Para atender às demandas dos moradores e da região, estimulando o uso e dando vida ao espaço, os arquitetos optaram pela sobreposição de usos, adotando um programa de necessidades diverso, incluindo a creche, a unidade básica de saúde e o restaurante-escola ao projeto. O restaurante-escola é o principal exemplo da interação entre o conjunto habitacional e a cidade, pois se abre tanto aos moradores do conjunto quanto aos frequentadores das grandes empresas do entorno, proporcionando o encontro entre a população da comunidade que está se profissionalizando e o público que utiliza esse serviço.

Imagem por Nelson Kon, edição pela autora. Fonte: Archdaily.
PAISAGEM
Uma das preocupações dos arquitetos era que o lote não se tornasse um gueto e também evitar a sua favelização. O zoneamento misto do projeto casa com a ocupação mista dessa área da cidade, e essa característica, considerada pelos arquitetos a mais fundamental, foi essencial para a integração do conjunto, contribuindo para que não se isole da cidade. A morfologia e volumetria adotadas foram semelhantes às dos prédios vizinhos, procurando tornar a arquitetura parte do panorama urbano, e não uma excessão. A relação com a cidade foi ressaltada com um recuo de 20 metros do limite do lote, que foram convertidos em calçadas largas dotadas de vagas de estacionamento de uso comum. Com o uso público do térreo, os edifícios se abrem naturalmente para a cidade.

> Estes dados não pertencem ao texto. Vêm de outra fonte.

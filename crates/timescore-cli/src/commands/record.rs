use clap::Args;

use super::{open_service, print_json, CmdResult};

#[derive(Args)]
pub struct RecordArgs {
    /// Behavior name or level code
    pub key: String,
    /// Duration in minutes
    #[arg(long, short = 'm')]
    pub minutes: i64,
    /// Mood from 1 (low) to 5 (high)
    #[arg(long, default_value_t = 3)]
    pub mood: i64,
    /// Free-form note stored with the record
    #[arg(long)]
    pub context: Option<String>,
}

pub fn run(args: RecordArgs) -> CmdResult {
    let mut ts = open_service()?;
    let result = ts.record_behavior(&args.key, args.minutes, args.mood, args.context.as_deref())?;
    print_json(&result)
}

Morfologia semelhante à dos demais edifícios paulistas. Croqui da autora.
POLÍTICA E TERRITÓRIO
Um dos desafios do projeto foi conceber uma habitação social no meio de uma área que estava mudando suas dinâmicas, se enriquecendo e se gentrificando. Como evitar a expulsão da população de menor renda que já habitava ali?
A solução adotada pelos arquitetos foi usar um programa misto e incentivar a interação entre o edifício e a cidade, atendendo não só as demandas dos moradores, como também as dos frequentadores dos edificios vizinhos. O térreo é de uso da cidade, com uma creche, uma unidade básica de atendimento e um restaurante-escola. As largas calçadas com vagas para carros, também de uso público, criam movimento e trazem mais segurança. O arquiteto Milton Braga, do MMBB Arquitetos, reflete: “A calçada é viva, cheia de gente sempre, estabelecendo uma espécie de controle social dessas áreas, com mais segurança e tudo aquilo que qualquer cartilha de urbanismo recomenda”.
Criaram também um projeto simples, de fácil construção (concreto aparente e moldado in loco) e manutenção, de forma que não se degrade facilmente, enquanto ainda possui qualidade em sua concepção, com estratégias de conforto térmico e eficiência energética.

TECTÔNICA
Segundo o arquiteto e historicista Kenneth Frampton, o conceito de tectônica representa a dimensão material, construtiva e tátil da arquitetura. Outros teóricos do século XX diziam que tectônica é a relação entre a lógica construtiva e a expressão artística da arquitetura.
Interpretando esse conceito como a materialidade da obra, a tectônica do conjunto do Jardim Edite seria muito mais do que sua lógica construtiva de baixo custo, mais do que sua estética "padrão" de edifício em altura de São Paulo. Sua relação especial com a cidade, o tipo de interação que propõe entre os moradores e os novos frequentadores da mais recente zona financeira paulista, é soma de todas as intenções dos projetistas no desenvolvimento no projeto, desde a preocupação com a morfologia até a decisão pelo programa de necessidades misto.
É com exemplos assim que demonstram como o impacto urbano de um projeto arquitetônico não pode ser ignorado e deve ser levado em consideração desde o princípio, principalmente em projetos de escalas maiores, como edifícios. A qualidade de vida humana não se resume a onde se mora, mas também a onde se circula, se trabalha, se vive.
REFERÊNCIAS BIBLIOGRÁFICAS
AMARAL, Izabel. Quase tudo que você queria saber sobre tectônica, mas tinha vergonha de perguntar. Revista do Programa de Pós-Graduação em Arquitetura e Urbanismo da Fauusp, São Paulo, v. 26, n. 16, p. 148-167, dez. 2009. Disponível em: http://www.revistas.usp.br/posfau/issue/view/3587. Acesso em: 10 out. 2020.
BARROS, Cida. Habitação integradora. Disponível em: https://www.galeriadaarquitetura.com.br/projeto/mmbb-arquitetos_/jardim-edite/889. Acesso em: 04 out. 2020.
VADA, Pedro. Conjunto Habitacional do Jardim Edite / MMBB Arquitetos + H+F Arquitetos. 2019. Disponível em: https://www.archdaily.com.br/br/01-134091/conjunto-habitacional-do-jardim-edite-slash-mmbb-arquitetos-plus-h-plus-f-arquitetos?ad_medium=gallery. Acesso em: 4 out. 2020.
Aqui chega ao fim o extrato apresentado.